On Aug 3, 2006, at 12:40 PM, Milian Wolff wrote:

Am Donnerstag, 03. August 2006 21:26 schrieb A. Pagaltzis:
the idea being that I used “now” as a human-readable shorthand
form for 2006-08-03T21:22:44+0200. (I’m not sure about the exact
format required for the title attribute.)

So you want to be able to parse the generated html for further use?

Yes. See [the microformats wiki][1] for a bunch of sites that publish this microformat, and you can search the web's microformatted dates using [Technorati's microformat search tool][2]. Momentum is building for tools to aggregate and search microformatted data.

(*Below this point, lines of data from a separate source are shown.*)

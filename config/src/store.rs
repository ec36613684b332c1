//! File-backed [`SettingsStore`].
//!
//! The settings document and the hooks section live in the agent's
//! `settings.json`; proxy and binary path live in the console config.

use std::fs;
use std::io;
use std::path::{Path, PathBuf};

use serde_json::Value;

use agentdeck_core::{ServiceError, ServiceFut, SettingsStore};
use agentdeck_types::settings::HOOKS_KEY;
use agentdeck_types::{ProxySettings, SettingsDocument};
use agentdeck_utils::{AtomicWriteOptions, PersistMode, atomic_write_with_options, recover_bak_file};

use crate::{AgentdeckConfig, ConfigError, config_path, persist_binary_path, persist_proxy, settings_path};

#[derive(Debug, Clone)]
pub struct FileSettingsStore {
    settings_path: PathBuf,
    config_path: PathBuf,
}

impl FileSettingsStore {
    pub fn new(settings_path: impl Into<PathBuf>, config_path: impl Into<PathBuf>) -> Self {
        Self {
            settings_path: settings_path.into(),
            config_path: config_path.into(),
        }
    }

    /// Store over the default locations, honouring the path override env vars.
    #[must_use]
    pub fn from_default_paths() -> Option<Self> {
        Some(Self::new(settings_path()?, config_path()?))
    }

    #[must_use]
    pub fn settings_path(&self) -> &Path {
        &self.settings_path
    }

    #[must_use]
    pub fn config_path(&self) -> &Path {
        &self.config_path
    }

    /// A missing file is a first run, not an error.
    fn read_document(&self) -> Result<SettingsDocument, ServiceError> {
        let path = &self.settings_path;
        recover_bak_file(path);
        let content = match fs::read_to_string(path) {
            Ok(content) => content,
            Err(e) if e.kind() == io::ErrorKind::NotFound => {
                tracing::debug!(path = %path.display(), "No settings file yet");
                return Ok(SettingsDocument::new());
            }
            Err(e) => return Err(ServiceError::io(path, e)),
        };
        if content.trim().is_empty() {
            return Ok(SettingsDocument::new());
        }

        let value: Value = serde_json::from_str(&content).map_err(|e| ServiceError::Parse {
            path: path.clone(),
            message: e.to_string(),
        })?;
        SettingsDocument::from_value(value).map_err(|e| ServiceError::Parse {
            path: path.clone(),
            message: e.to_string(),
        })
    }

    fn write_document(&self, document: &SettingsDocument) -> Result<(), ServiceError> {
        let path = &self.settings_path;
        if let Some(parent) = path.parent()
            && !parent.as_os_str().is_empty()
        {
            fs::create_dir_all(parent).map_err(|e| ServiceError::io(parent, e))?;
        }

        let mut serialized = serde_json::to_string_pretty(document).map_err(|e| {
            ServiceError::Rejected(format!("failed to serialize settings document: {e}"))
        })?;
        serialized.push('\n');

        atomic_write_with_options(
            path,
            serialized.as_bytes(),
            AtomicWriteOptions {
                sync_file: true,
                sync_parent_dir: false,
                mode: PersistMode::Default,
            },
        )
        .map_err(|e| ServiceError::io(path, e))?;
        tracing::debug!(path = %path.display(), keys = document.len(), "Settings document written");
        Ok(())
    }

    fn read_config(&self) -> Result<AgentdeckConfig, ServiceError> {
        match AgentdeckConfig::load_from(&self.config_path) {
            Ok(config) => Ok(config.unwrap_or_default()),
            Err(ConfigError::Read { path, source }) => Err(ServiceError::io(path, source)),
            Err(ConfigError::Parse { path, source }) => Err(ServiceError::Parse {
                path,
                message: source.to_string(),
            }),
        }
    }
}

impl SettingsStore for FileSettingsStore {
    fn load_document(&self) -> ServiceFut<'_, SettingsDocument> {
        Box::pin(async move { self.read_document() })
    }

    fn persist_document<'a>(&'a self, document: &'a SettingsDocument) -> ServiceFut<'a, ()> {
        Box::pin(async move { self.write_document(document) })
    }

    fn load_binary_path(&self) -> ServiceFut<'_, Option<String>> {
        Box::pin(async move { Ok(self.read_config()?.binary_path().map(str::to_string)) })
    }

    fn load_proxy(&self) -> ServiceFut<'_, ProxySettings> {
        Box::pin(async move { Ok(self.read_config()?.proxy()) })
    }

    /// Re-reads the file so the freshly persisted document is the base.
    fn commit_hooks(&self, hooks: Value) -> ServiceFut<'_, ()> {
        Box::pin(async move {
            let mut document = self.read_document()?;
            document.insert(HOOKS_KEY, hooks);
            self.write_document(&document)
        })
    }

    fn commit_proxy(&self, proxy: ProxySettings) -> ServiceFut<'_, ()> {
        Box::pin(async move {
            persist_proxy(&self.config_path, &proxy)
                .map_err(|e| ServiceError::io(&self.config_path, e))
        })
    }

    fn commit_binary_path(&self, path: String) -> ServiceFut<'_, ()> {
        Box::pin(async move {
            persist_binary_path(&self.config_path, &path)
                .map_err(|e| ServiceError::io(&self.config_path, e))
        })
    }
}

Because else I don't get it why one should add such a date. I just image a disabled user with a screenreader stumbling upon the <abbr> tag (or wherever else you store the *extended* date) - would be quite a suprise in my opinion
but then I dont use hCal much.

It's been discussed on the microformat-discuss list that using <abbr> this way isn't less accessible in any practical sense. I can try to dig it up if you're interested, but the point is moot - that is the way the microformat is specified. I wasn't inventing anything new there.

Who is interested in the time zone that was posted in except databases?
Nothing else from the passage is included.